Input data:
/*
 * Copyright Amazon.com, Inc. or its affiliates. All Rights Reserved.
 * SPDX-License-Identifier: Apache-2.0
 */

use async_trait::async_trait;
use bytes::Bytes;
use reqwest::header::{HeaderMap, CONTENT_LENGTH};
use reqwest::{Method, RequestBuilder, Response, StatusCode, Url};

use crate::error::{self, Error};
use crate::metadata::{AccessControl, Metadata};
use crate::path::BlobLocation;
use crate::store::{BlobProperties, BlobStore, BlockId};

/// REST API version sent with every request
pub const API_VERSION: &str = "2021-08-06";

const META_PREFIX: &str = "x-ms-meta-";
const ERROR_CODE: &str = "x-ms-error-code";
const OWNER: &str = "x-ms-owner";
const GROUP: &str = "x-ms-group";
const ACL: &str = "x-ms-acl";

/// [`BlobStore`] speaking the Blob and Data Lake REST APIs over HTTPS.
///
/// Requests are authorized by the shared access signature carried in each
/// [`BlobLocation`] URL. Transport errors are stripped of their URL before being surfaced so the
/// signature never reaches logs.
///
/// Metadata names read back through [`BlobStore::get_properties`] are lowercase; the service
/// treats them case-insensitively.
#[derive(Debug, Clone)]
pub struct AzureBlobStore {
    client: reqwest::Client,
}

impl AzureBlobStore {
    /// Create a store with a default HTTP client
    pub fn new() -> Result<Self, Error> {
        let client = reqwest::Client::builder()
            .build()
            .map_err(|err| error::backend_unavailable(err.without_url()))?;
        Ok(Self { client })
    }

    /// Create a store using an existing HTTP client
    pub fn with_client(client: reqwest::Client) -> Self {
        Self { client }
    }

    fn request(&self, method: Method, url: Url) -> RequestBuilder {
        self.client
            .request(method, url)
            .header("x-ms-version", API_VERSION)
    }

    async fn send(&self, request: RequestBuilder, key: &str) -> Result<Response, Error> {
        let response = request
            .send()
            .await
            .map_err(|err| error::backend_unavailable(err.without_url()))?;
        let status = response.status();
        if status.is_success() {
            Ok(response)
        } else {
            Err(status_error(status, response.headers(), key))
        }
    }
}

fn with_query(url: &Url, pairs: &[(&str, &str)]) -> Url {
    let mut url = url.clone();
    {
        let mut query = url.query_pairs_mut();
        for (name, value) in pairs {
            query.append_pair(name, value);
        }
    }
    url
}

fn with_metadata(mut request: RequestBuilder, metadata: &Metadata) -> RequestBuilder {
    for (name, value) in metadata {
        request = request.header(format!("{META_PREFIX}{name}"), value.as_str());
    }
    request
}

fn status_error(status: StatusCode, headers: &HeaderMap, key: &str) -> Error {
    let code = header_str(headers, ERROR_CODE).unwrap_or_default();
    let message = format!("{key}: HTTP {} {code}", status.as_u16());
    if status == StatusCode::NOT_FOUND {
        error::not_found(message)
    } else {
        error::backend_unavailable(message)
    }
}

fn header_str(headers: &HeaderMap, name: &str) -> Option<String> {
    headers
        .get(name)
        .and_then(|value| value.to_str().ok())
        .map(str::to_owned)
}

fn metadata_from_headers(headers: &HeaderMap) -> Metadata {
    headers
        .iter()
        .filter_map(|(name, value)| {
            let name = name.as_str().strip_prefix(META_PREFIX)?;
            Some((name.to_owned(), value.to_str().ok()?.to_owned()))
        })
        .collect()
}

const XML_DECLARATION: &str = r#"<?xml version="1.0" encoding="utf-8"?>"#;

/// Request body of Put Block List
#[derive(Debug, Default, serde::Serialize)]
struct BlockList<'a> {
    #[serde(rename = "Latest")]
    latest: Vec<&'a str>,
}

fn block_list_xml(blocks: &[BlockId]) -> Result<String, Error> {
    let list = BlockList {
        latest: blocks.iter().map(BlockId::as_str).collect(),
    };
    let body = quick_xml::se::to_string(&list).map_err(error::invalid_input)?;
    Ok(format!("{XML_DECLARATION}{body}"))
}

/// Inclusive `x-ms-range` value for `length` bytes at `offset`
fn range_header(offset: u64, length: u64) -> String {
    let last = offset.saturating_add(length.max(1)) - 1;
    format!("bytes={offset}-{last}")
}

#[async_trait]
impl BlobStore for AzureBlobStore {
    async fn put_blob(
        &self,
        location: &BlobLocation,
        body: Bytes,
        metadata: &Metadata,
    ) -> Result<(), Error> {
        let request = self
            .request(Method::PUT, location.flat_url().clone())
            .header("x-ms-blob-type", "BlockBlob")
            .body(body);
        self.send(with_metadata(request, metadata), location.key())
            .await?;
        Ok(())
    }

    async fn stage_block(
        &self,
        location: &BlobLocation,
        block_id: &BlockId,
        body: Bytes,
    ) -> Result<(), Error> {
        let url = with_query(
            location.flat_url(),
            &[("comp", "block"), ("blockid", block_id.as_str())],
        );
        let request = self.request(Method::PUT, url).body(body);
        self.send(request, location.key()).await?;
        Ok(())
    }

    async fn commit_block_list(
        &self,
        location: &BlobLocation,
        blocks: &[BlockId],
        metadata: &Metadata,
    ) -> Result<(), Error> {
        let url = with_query(location.flat_url(), &[("comp", "blocklist")]);
        let request = self
            .request(Method::PUT, url)
            .header("content-type", "application/xml")
            .body(block_list_xml(blocks)?);
        self.send(with_metadata(request, metadata), location.key())
            .await?;
        Ok(())
    }

    async fn get_properties(&self, location: &BlobLocation) -> Result<BlobProperties, Error> {
        let request = self.request(Method::HEAD, location.flat_url().clone());
        let response = self.send(request, location.key()).await?;
        let headers = response.headers();
        let len = header_str(headers, CONTENT_LENGTH.as_str())
            .and_then(|len| len.parse::<u64>().ok())
            .ok_or_else(|| {
                error::backend_unavailable(format!(
                    "{}: response is missing Content-Length",
                    location.key()
                ))
            })?;
        Ok(BlobProperties {
            len,
            metadata: metadata_from_headers(headers),
        })
    }

    async fn get_blob_range(
        &self,
        location: &BlobLocation,
        offset: u64,
        length: u64,
    ) -> Result<Bytes, Error> {
        let request = self
            .request(Method::GET, location.flat_url().clone())
            .header("x-ms-range", range_header(offset, length));
        let response = self.send(request, location.key()).await?;
        response
            .bytes()
            .await
            .map_err(|err| error::backend_unavailable(err.without_url()))
    }

    async fn delete_blob(&self, location: &BlobLocation) -> Result<(), Error> {
        let request = self
            .request(Method::DELETE, location.flat_url().clone())
            .header("x-ms-delete-snapshots", "include");
        self.send(request, location.key()).await?;
        Ok(())
    }

    async fn get_access_control(&self, location: &BlobLocation) -> Result<AccessControl, Error> {
        let url = with_query(location.namespace_url(), &[("action", "getAccessControl")]);
        let response = self
            .send(self.request(Method::HEAD, url), location.key())
            .await?;
        let headers = response.headers();
        Ok(AccessControl::new(
            header_str(headers, OWNER).unwrap_or_default(),
            header_str(headers, GROUP).unwrap_or_default(),
            header_str(headers, ACL).unwrap_or_default(),
        ))
    }

    async fn set_access_control(
        &self,
        location: &BlobLocation,
        access_control: &AccessControl,
    ) -> Result<(), Error> {
        let url = with_query(location.namespace_url(), &[("action", "setAccessControl")]);
        let mut request = self
            .request(Method::PATCH, url)
            .header(ACL, access_control.acl());
        if !access_control.owner().is_empty() {
            request = request.header(OWNER, access_control.owner());
        }
        if !access_control.group().is_empty() {
            request = request.header(GROUP, access_control.group());
        }
        self.send(request, location.key()).await?;
        Ok(())
    }
}

#[cfg(test)]
mod tests {
    use reqwest::header::{HeaderMap, HeaderValue};
    use reqwest::{StatusCode, Url};

    use super::{block_list_xml, metadata_from_headers, range_header, status_error, with_query};
    use crate::error::ErrorKind;
    use crate::store::BlockId;

    #[test]
    fn test_query_is_appended_after_signature() {
        let url = Url::parse("https://acct.blob.core.windows.net/c/k?sv=1&sig=a%2Bb").unwrap();
        let id = BlockId::for_index(3);
        let staged = with_query(&url, &[("comp", "block"), ("blockid", id.as_str())]);
        let query = staged.query().unwrap();
        assert!(query.starts_with("sv=1&sig=a%2Bb&comp=block&blockid="));
        let (_, blockid) = staged
            .query_pairs()
            .find(|(name, _)| name == "blockid")
            .unwrap();
        assert_eq!(id.as_str(), blockid);
    }

    #[test]
    fn test_block_list_preserves_order() {
        let ids = [BlockId::for_index(0), BlockId::for_index(1)];
        let xml = block_list_xml(&ids).unwrap();
        let expected = format!(
            r#"<?xml version="1.0" encoding="utf-8"?><BlockList><Latest>{}</Latest><Latest>{}</Latest></BlockList>"#,
            ids[0].as_str(),
            ids[1].as_str()
        );
        assert_eq!(expected, xml);
    }

    #[test]
    fn test_empty_block_list() {
        let xml = block_list_xml(&[]).unwrap();
        assert!(xml.starts_with(r#"<?xml version="1.0" encoding="utf-8"?><BlockList"#));
        assert!(!xml.contains("<Latest>"));
    }

    #[test]
    fn test_range_header_is_inclusive() {
        assert_eq!("bytes=0-4", range_header(0, 5));
        assert_eq!("bytes=8-15", range_header(8, 8));
    }

    #[test]
    fn test_status_mapping() {
        let mut headers = HeaderMap::new();
        headers.insert("x-ms-error-code", HeaderValue::from_static("BlobNotFound"));
        let err = status_error(StatusCode::NOT_FOUND, &headers, "export1/f");
        assert!(err.is_not_found());
        assert!(err.to_string().contains("BlobNotFound"));

        headers.insert("x-ms-error-code", HeaderValue::from_static("ServerBusy"));
        let err = status_error(StatusCode::SERVICE_UNAVAILABLE, &headers, "export1/f");
        assert_eq!(&ErrorKind::BackendUnavailable, err.kind());
        assert!(err.to_string().contains("503 ServerBusy"));
    }

    #[test]
    fn test_metadata_from_headers() {
        let mut headers = HeaderMap::new();
        headers.insert("x-ms-meta-owner", HeaderValue::from_static("1000"));
        headers.insert("x-ms-meta-hdi_isfolder", HeaderValue::from_static("true"));
        headers.insert("content-length", HeaderValue::from_static("0"));
        let metadata = metadata_from_headers(&headers);
        assert_eq!(2, metadata.len());
        assert_eq!("1000", metadata["owner"]);
        assert_eq!("true", metadata["hdi_isfolder"]);
    }
}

What this task involves: Only the number is wanted: how many lines of the material above include the word "format"?

Task result: 6